The Frustration of Present Day Prairie Preservation

As a person who cares about tallgrass prairies, it is frustrating as hell to to live in the present. Put me in a time machine and send me back to 1870’s Iowa and I could understand the feelings of pioneers as they worked to plow the virgin prairies to farm the land and support their families. These people did not hate the prairie, and they would probably be more inclined than present day man to feel its loss.

In the present, we have lost our connection to the prairie and nature in general. Most people have never known the prairie, so I can’t blame them if they don’t recognize its value in those situations where they actually encounter the shattered prairie remnants that exist. My frustration is not with these people.

My deepest frustration is with the people and organizations that profess to be environmentalists, yet miss opportunites to really make a difference. Without land ownership, there is no habitat. Without habitat, there is no nature.

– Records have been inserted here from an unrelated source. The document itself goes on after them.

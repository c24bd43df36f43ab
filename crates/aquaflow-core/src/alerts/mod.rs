//! Reminder side effects.
//!
//! Each effect is an [`AlertChannel`] that reports its own capability.
//! [`ReminderAlerts`] calls every available channel on a firing and logs
//! the rest; nothing here can change the day state.

mod chime;
mod desktop;

pub use chime::{encode_wav, synthesize_chime, ChimeChannel, CHIME_SAMPLE_RATE};
pub use desktop::DesktopNotifier;

use std::sync::{Arc, Mutex};

use serde::{Deserialize, Serialize};
use tracing::{debug, warn};

/// Whether a channel can deliver right now.
#[derive(Debug, Clone, Copy, PartialEq, Eq, Serialize, Deserialize)]
#[serde(rename_all = "lowercase")]
pub enum Capability {
    Available,
    Unavailable,
    /// The user refused this channel.
    Denied,
}

/// Remembered answer to the notification permission prompt.
#[derive(Debug, Clone, Copy, Default, PartialEq, Eq, Serialize, Deserialize)]
#[serde(rename_all = "lowercase")]
pub enum NotificationPermission {
    Granted,
    Denied,
    /// Never asked.
    #[default]
    Default,
}

impl NotificationPermission {
    pub fn as_str(&self) -> &'static str {
        match self {
            NotificationPermission::Granted => "granted",
            NotificationPermission::Denied => "denied",
            NotificationPermission::Default => "default",
        }
    }
}

#[derive(Debug, thiserror::Error)]
pub enum AlertError {
    #[error("IO error: {0}")]
    Io(#[from] std::io::Error),

    #[error("Notification failed: {0}")]
    Notification(String),

    #[error("Channel unavailable: {0}")]
    Unavailable(String),
}

/// One reminder firing.
#[derive(Debug, Clone, Copy, PartialEq, Eq, Serialize, Deserialize)]
pub struct Reminder {
    pub hour: u8,
}

impl Reminder {
    pub fn title(&self) -> &'static str {
        "Time to drink water!"
    }

    pub fn body(&self) -> String {
        format!(
            "It's {:02}:00. Take a break and have a glass of water.",
            self.hour
        )
    }
}

/// A way of telling the user that a reminder fired.
pub trait AlertChannel: Send {
    fn name(&self) -> &'static str;

    fn capability(&self) -> Capability;

    /// Permission state for channels that have one.
    fn permission(&self) -> Option<NotificationPermission> {
        None
    }

    /// Ask for permission. Returns the new state for channels that have one.
    fn request_permission(&mut self) -> Option<NotificationPermission> {
        None
    }

    fn deliver(&mut self, reminder: &Reminder) -> Result<(), AlertError>;
}

/// What happened to each channel on one firing.
#[derive(Debug, Clone, Default, PartialEq, Eq)]
pub struct AlertReport {
    pub delivered: Vec<&'static str>,
    pub skipped: Vec<(&'static str, Capability)>,
    pub failed: Vec<(&'static str, String)>,
}

/// The set of channels a firing goes out on.
#[derive(Default)]
pub struct ReminderAlerts {
    channels: Vec<Box<dyn AlertChannel>>,
}

impl ReminderAlerts {
    pub fn new() -> Self {
        Self::default()
    }

    pub fn with_channel(mut self, channel: impl AlertChannel + 'static) -> Self {
        self.push(channel);
        self
    }

    pub fn push(&mut self, channel: impl AlertChannel + 'static) {
        self.channels.push(Box::new(channel));
    }

    pub fn is_empty(&self) -> bool {
        self.channels.is_empty()
    }

    pub fn capabilities(&self) -> Vec<(&'static str, Capability)> {
        self.channels
            .iter()
            .map(|c| (c.name(), c.capability()))
            .collect()
    }

    /// Permission of the first channel that has one.
    pub fn permission(&self) -> Option<NotificationPermission> {
        self.channels.iter().find_map(|c| c.permission())
    }

    /// Ask every permission-bearing channel that has not been asked yet.
    ///
    /// Returns the resulting permission when it changed.
    pub fn request_permissions(&mut self) -> Option<NotificationPermission> {
        let mut changed = None;
        for channel in &mut self.channels {
            if channel.permission() != Some(NotificationPermission::Default) {
                continue;
            }
            if let Some(permission) = channel.request_permission() {
                if permission != NotificationPermission::Default {
                    debug!(channel = channel.name(), permission = permission.as_str(), "permission answered");
                    changed = Some(permission);
                }
            }
        }
        changed
    }

    /// Deliver on every available channel. Failures are logged, never returned.
    pub fn fire(&mut self, reminder: &Reminder) -> AlertReport {
        let mut report = AlertReport::default();
        for channel in &mut self.channels {
            let name = channel.name();
            match channel.capability() {
                Capability::Available => match channel.deliver(reminder) {
                    Ok(()) => report.delivered.push(name),
                    Err(e) => {
                        warn!(channel = name, error = %e, "reminder alert failed");
                        report.failed.push((name, e.to_string()));
                    }
                },
                other => {
                    debug!(channel = name, capability = ?other, "skipping alert channel");
                    report.skipped.push((name, other));
                }
            }
        }
        report
    }
}

/// Channel that records deliveries in memory. Clones share the log.
#[derive(Debug, Clone)]
pub struct RecordingChannel {
    name: &'static str,
    capability: Capability,
    fail: bool,
    delivered: Arc<Mutex<Vec<Reminder>>>,
}

impl RecordingChannel {
    pub fn new(name: &'static str) -> Self {
        Self {
            name,
            capability: Capability::Available,
            fail: false,
            delivered: Arc::new(Mutex::new(Vec::new())),
        }
    }

    pub fn with_capability(mut self, capability: Capability) -> Self {
        self.capability = capability;
        self
    }

    /// Make every delivery return an error.
    pub fn failing(mut self) -> Self {
        self.fail = true;
        self
    }

    pub fn delivered(&self) -> Vec<Reminder> {
        self.delivered
            .lock()
            .unwrap_or_else(|e| e.into_inner())
            .clone()
    }
}

impl AlertChannel for RecordingChannel {
    fn name(&self) -> &'static str {
        self.name
    }

    fn capability(&self) -> Capability {
        self.capability
    }

    fn deliver(&mut self, reminder: &Reminder) -> Result<(), AlertError> {
        if self.fail {
            return Err(AlertError::Unavailable(format!("{} is failing", self.name)));
        }
        self.delivered
            .lock()
            .unwrap_or_else(|e| e.into_inner())
            .push(*reminder);
        Ok(())
    }
}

Many environmental organizations have decent “hearts”. Many spend all of their resources lobbying Congress or engage in lawsuits to stop the destruction of natural resources. Certainly, these activities have value. But without protected habitat, species never have and never will survive.

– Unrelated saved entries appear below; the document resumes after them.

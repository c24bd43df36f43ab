//! SQLite-backed local durable cache.
//!
//! A single key-value table. The daily state lives under one fixed key as a
//! JSON blob; it is read once at startup and overwritten on every change.

use std::path::Path;

use rusqlite::{params, Connection, OptionalExtension};

use super::data_dir;
use crate::error::DatabaseError;

/// Local key-value database.
pub struct Database {
    conn: Connection,
}

impl Database {
    /// Open the database at `<data_dir>/aquaflow.db`.
    ///
    /// Creates the database file and schema if they don't exist.
    ///
    /// # Errors
    /// Returns an error if the database cannot be opened or migrated.
    pub fn open() -> Result<Self, DatabaseError> {
        let dir = data_dir().map_err(|e| DatabaseError::QueryFailed(e.to_string()))?;
        Self::open_at(&dir.join("aquaflow.db"))
    }

    pub fn open_at(path: &Path) -> Result<Self, DatabaseError> {
        let conn = Connection::open(path).map_err(|source| DatabaseError::OpenFailed {
            path: path.to_path_buf(),
            source,
        })?;
        let db = Self { conn };
        db.migrate()?;
        Ok(db)
    }

    /// Open an in-memory database.
    pub fn open_in_memory() -> Result<Self, DatabaseError> {
        let conn = Connection::open_in_memory()?;
        let db = Self { conn };
        db.migrate()?;
        Ok(db)
    }

    fn migrate(&self) -> Result<(), DatabaseError> {
        self.conn.execute_batch(
            "CREATE TABLE IF NOT EXISTS kv (
                key   TEXT PRIMARY KEY,
                value TEXT NOT NULL
            );",
        )?;
        Ok(())
    }

    /// Get a value from the kv store.
    pub fn kv_get(&self, key: &str) -> Result<Option<String>, DatabaseError> {
        let value = self
            .conn
            .query_row("SELECT value FROM kv WHERE key = ?1", params![key], |row| {
                row.get::<_, String>(0)
            })
            .optional()?;
        Ok(value)
    }

    /// Set a value in the kv store.
    pub fn kv_set(&self, key: &str, value: &str) -> Result<(), DatabaseError> {
        self.conn.execute(
            "INSERT OR REPLACE INTO kv (key, value) VALUES (?1, ?2)",
            params![key, value],
        )?;
        Ok(())
    }

    pub fn kv_delete(&self, key: &str) -> Result<(), DatabaseError> {
        self.conn
            .execute("DELETE FROM kv WHERE key = ?1", params![key])?;
        Ok(())
    }
}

For the tallgrass prairie, the opportunity to save the ecosystem was lost nearly a century ago. The only hope for the prairie now is for restoration. Many prairie enthusiasts and those who command resources to buy habitat or land for restoration often see prairie restorations as “second class citizens”. They say that no prairie restoration can truly replace a virgin prairie. Agreed. But if a meticulous prairie restoration restores 100+ plant species on the scale of hundreds or thousands of acres to restore a “functional” prairie ecosystem, shouldn’t this be our goal? The Neal Smith National Wildlife Refuge is an example of something large scale.

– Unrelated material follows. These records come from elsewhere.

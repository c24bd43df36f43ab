use aquaflow_core::alerts::Reminder;
use aquaflow_core::storage::data_dir;
use aquaflow_core::{Config, NotificationPermission};
use chrono::{Local, Timelike};
use clap::Subcommand;

use super::{build_alerts, save_permission, CliResult};

#[derive(Subcommand)]
pub enum NotifyAction {
    /// Show the notification permission and each alert channel's capability
    Status,
    /// Allow desktop notifications
    Grant,
    /// Refuse desktop notifications
    Deny,
    /// Fire a reminder on every available channel now
    Test,
}

pub fn run(action: NotifyAction) -> CliResult {
    match action {
        NotifyAction::Status => {
            let config = Config::load()?;
            let alerts = build_alerts(&config, &data_dir()?);
            let channels: Vec<_> = alerts
                .capabilities()
                .into_iter()
                .map(|(name, capability)| serde_json::json!({ "name": name, "capability": capability }))
                .collect();
            let json = serde_json::json!({
                "enabled": config.notifications.enabled,
                "permission": config.notifications.permission,
                "channels": channels,
            });
            println!("{}", serde_json::to_string_pretty(&json)?);
        }
        NotifyAction::Grant => {
            save_permission(NotificationPermission::Granted)?;
            println!("notifications granted");
        }
        NotifyAction::Deny => {
            save_permission(NotificationPermission::Denied)?;
            println!("notifications denied");
        }
        NotifyAction::Test => {
            let config = Config::load()?;
            let mut alerts = build_alerts(&config, &data_dir()?);
            let report = alerts.fire(&Reminder {
                hour: Local::now().hour() as u8,
            });
            println!("delivered: {:?}", report.delivered);
            for (name, capability) in &report.skipped {
                println!("skipped: {name} ({capability:?})");
            }
            for (name, error) in &report.failed {
                println!("failed: {name}: {error}");
            }
        }
    }
    Ok(())
}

The best and only sensical model to restore the tallgrass prairie to its rightful role as a functional ecosytem is to buy land, meticulously restore the prairie, then repeat. The frustration is that the will and desire to do this is missing from most environmental organizations.

A Hero of Mine

Outside of the prairie enthusiast world, the name Ada Hayden probably doesn’t register. Ms. Hayden, a native Iowan born in 1884, connected with the prairie on her parents farm near Ames, Iowa. Following her love of botany and prairies she excelled in botany at Iowa State University in the early part of the 1900’s.

You can read more here: Ada Hayden

Prior to her death in 1950, Dr. Hayden championed preservation of the tallgrass prairie, identifying remaining prairie sites in Iowa and recommending their protection. The Hayden Prairie in Iowa, named after Ada, is one of the sites she identified and recommended to be preserved. Many more of these sites, now preserved, owe their very existence to her as well.

It’s hard to imagine what the mindset of the general public and legislators was in Iowa in the waning years of World War II, when a female botanist from Iowa State University pressed for preserving prairie. Were her recommendations taken seriously? What was the public attitude towards preserving prairie? In the present, some 70 years after Ada Hayden’s recommendations, has the public’s attitude towards saving prairie changed? Is there any urgency or desire to, as Ada Hayden did, to scout out and try to save any remaining prairie?

I’ve been to the Hayden Prairie Preserve in Howard County, Iowa several times. It’s a lonely survivor, surrounded by a sea of tamed agricultural land. I’ve stood on this prairie and imagined what this area looked like before this prairie became an isolated island. I imagine too what I would discuss with Ms. Hayden if I could bridge time and happened to meet her as I wandered HER prairie. Would she be pleased with the prairie lands now preserved because of her efforts? She should be.